Newspaper: Locally published newspapers and periodicals Present: Daily Azadi, Daily Purbokon, Daily Life, Daily Karnafuli, Weekly Chattala; extinct: Monthly Sanshodhani, Purobi, Mukulika, Simanto; Weekly Jyoti, Weekly Sultan, Daily Jyoti, Daily Rashtrobarta, Daily East Pakistan and Daily Azan. 

Occupation: Main occupations Agriculture 18.71%, fishing 1.16%, agricultural labourer 12.13%, wage labourer 3.54%, industry 1.72%, commerce 16.58%, transport 4.52%, construction 1.43%, service 24.09% and others 16.12%. 

Land use:  Total cultivable land 223782.40 hectares; fallow land (wetland) 115901.25 hectares; forest 162082.56 hectares; hilly area 172759.21 hectares; single crop 29%, double crop 54% and treble crop 17%; cultivable land under irrigation 34.18%. 

Land control Among the peasants 25% are landless, 27% small, 15% intermediate, 3% rich and 30% marginal; cultivable land per head 0.04 hectare.

Value of land The market value of the land of the first grade is approximately Tk. 17000 per 0.01 hactare. 

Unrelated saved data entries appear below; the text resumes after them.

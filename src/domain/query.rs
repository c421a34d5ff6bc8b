//! Nomination queries typed in by users

use thiserror::Error;

#[derive(Debug, Error, PartialEq, Eq)]
pub enum QueryError {
    #[error("give either a track url or a track name with an artist, not both")]
    Ambiguous,

    #[error("give a track url or a track name with an artist")]
    Missing,

    #[error("both track name and artist are needed to search")]
    IncompleteSearch,

    #[error("voter id is empty")]
    EmptyVoter,
}

/// What the user asked to nominate
#[derive(Debug, Clone, PartialEq, Eq)]
pub enum TrackQuery {
    Url(String),
    Search { name: String, artist: String },
}

impl TrackQuery {
    /// Builds a query out of optional form fields.
    ///
    /// Blank fields count as missing. Exactly one of `url` or the `name` + `artist` pair
    /// must be present.
    pub fn from_parts(
        url: Option<&str>,
        name: Option<&str>,
        artist: Option<&str>,
    ) -> Result<Self, QueryError> {
        let url = url.map(str::trim).filter(|s| !s.is_empty());
        let name = name.map(normalize_text).filter(|s| !s.is_empty());
        let artist = artist.map(normalize_text).filter(|s| !s.is_empty());

        match (url, name, artist) {
            (Some(_), Some(_), _) | (Some(_), _, Some(_)) => Err(QueryError::Ambiguous),
            (Some(url), None, None) => Ok(Self::Url(url.to_string())),
            (None, Some(name), Some(artist)) => Ok(Self::Search { name, artist }),
            (None, None, None) => Err(QueryError::Missing),
            (None, _, _) => Err(QueryError::IncompleteSearch),
        }
    }
}

/// trims and collapses runs of whitespace
pub fn normalize_text(s: &str) -> String {
    s.split_whitespace().collect::<Vec<_>>().join(" ")
}
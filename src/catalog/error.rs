use thiserror::Error;

#[derive(Debug, Error)]
pub enum CatalogError {
    #[error("catalog rejected the credentials (status {0})")]
    Unauthorized(u16),

    #[error("catalog rate limit hit, retry after {retry_after:?} s")]
    RateLimited { retry_after: Option<u64> },

    #[error("catalog answered {status}: {body}")]
    Http { status: u16, body: String },

    #[error("catalog unreachable: {0}")]
    Transport(String),

    #[error("unexpected catalog response: {0}")]
    Parse(String),

    #[error("catalog is not configured: {0}")]
    Config(String),
}

impl From<ureq::Error> for CatalogError {
    fn from(err: ureq::Error) -> Self {
        match err {
            ureq::Error::Status(status @ (401 | 403), _) => CatalogError::Unauthorized(status),
            ureq::Error::Status(429, response) => CatalogError::RateLimited {
                retry_after: response
                    .header("Retry-After")
                    .and_then(|v| v.trim().parse().ok()),
            },
            ureq::Error::Status(status, response) => CatalogError::Http {
                status,
                body: response.into_string().unwrap_or_default(),
            },
            ureq::Error::Transport(t) => CatalogError::Transport(t.to_string()),
        }
    }
}
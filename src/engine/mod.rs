//! Vote ledger transitions.
//!
//! Everything here works on in-memory snapshots and does no I/O.

use chrono::NaiveDate;
use serde::Serialize;

use crate::domain::{
    track::Track,
    vote::{Ledger, VoteRecord, VoterId},
};

pub mod error;
pub mod nominate;
pub mod promotion;

/// What a vote did to the ledger
#[derive(Debug, Clone, Copy, PartialEq, Eq, Serialize)]
#[serde(rename_all = "snake_case")]
pub enum VoteOutcome {
    /// first vote on the track, a new record was added
    Created,
    VoteAdded,
    /// the voter had already voted for this track, nothing changed
    AlreadyVoted,
}

impl VoteOutcome {
    pub fn changed_ledger(&self) -> bool {
        !matches!(self, VoteOutcome::AlreadyVoted)
    }

    pub fn message(&self) -> &'static str {
        match self {
            VoteOutcome::Created => "Track nominated, thanks for the first vote!",
            VoteOutcome::VoteAdded => "Vote added.",
            VoteOutcome::AlreadyVoted => "You already voted for this track.",
        }
    }
}

/// Records `voter`'s vote for `track`, returning the next ledger snapshot.
///
/// `now` is only used as `added_at` when the track gets its first vote.
pub fn cast_vote(
    ledger: &Ledger,
    track: &Track,
    voter: &VoterId,
    now: NaiveDate,
) -> (Ledger, VoteOutcome) {
    let mut next = ledger.clone();

    let outcome = match next.get_mut(&track.url) {
        Some(record) if record.has_voted(voter) => VoteOutcome::AlreadyVoted,
        Some(record) => {
            record.add_vote(voter.clone());
            VoteOutcome::VoteAdded
        }
        None => {
            next.insert_new(VoteRecord::new(track, voter.clone(), now));
            VoteOutcome::Created
        }
    };

    (next, outcome)
}

/// Records with strictly more than `threshold` votes, in ledger order
pub fn find_promotable(ledger: &Ledger, threshold: usize) -> Vec<VoteRecord> {
    ledger
        .iter()
        .filter(|record| record.votes() > threshold)
        .cloned()
        .collect()
}

/// Records nominated on or after `window_start`, most voted first.
///
/// Equal vote counts put the longest pending nomination first.
pub fn filter_for_display(ledger: &Ledger, window_start: NaiveDate) -> Vec<VoteRecord> {
    let mut shown = ledger
        .iter()
        .filter(|record| record.added_at() >= window_start)
        .cloned()
        .collect::<Vec<_>>();

    shown.sort_by(|a, b| {
        b.votes()
            .cmp(&a.votes())
            .then_with(|| a.added_at().cmp(&b.added_at()))
    });
    shown
}

/// first day of a display window of `days` days ending at `today`
pub fn window_start(today: NaiveDate, days: u32) -> NaiveDate {
    today
        .checked_sub_days(chrono::Days::new(days.into()))
        .unwrap_or(NaiveDate::MIN)
}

Crops: Main crops Paddy, betelleaf, potato, corn, turmeric, tea, peanut, mustard, patol (heap), brinjal, ginger, cucumber and vegetables. Extinct or nearly extinct crops Local varieties of rice. 

Main fruits: Mango, jackfruit, guava, coconut, betel nut, palm, litchi, banana, papaya, watermelon and lemon.

Fisheries, dairies, poultries: Dairy 1637, poultry 3257, hatchery (fishery) 7; dry fish work in the coastal areas of Anwara, Patiya, Cornel hut and Banshkhali. 

Communication facilities: Roads pucca 985.32 km, semi pucca 912.87 km, mud road 6534 km; railways 146 km; waterways 67 nautical mile; airport 1. 

Traditional transport Palanquin, horse carriage and bullock cart. These means of transport are either extinct or nearly extinct. 

Mill & factory: Manufactories Major manufactories include Eastern Refinery, Pahartali Railway Workshops, Fouzi Flour mill, Jamuna Oil Company, Glaxo Welcome, Lever Brothers, KDS Garments etc.

Main exports:  Tea, leather, dried fish and readymade garments. 

NGO activities: NGOs are caritas, ASA, Proshika, YMCA, Brac,FPAB, NGO forum for DWSS, UCEP,Nijera Kari, CODEC, Mamta, Love the Children Foundation, Sheba Shango, IMAGE, Chittagong Anti-drug Abuse Society, CWFP, Bita, Prottashi, Palli Progati Sangstha, Grammen Projukti (technical) Kendra, Bangladesh Samaj Unnayan Sangstha, SDI, Bangladesh Nari Pragati Sangha, Gana Unnayan Prachesta. 

Health centres:  Medical college hospital 1, General hospital 1, upazila health complex 15, family welfare centre 112, TB hospital 1, infectious disease hospital 1, diabetic hospital 1, mother and children hospital 4, police hospital 1, jail hospital 1 and Bandar (port) hospital 1.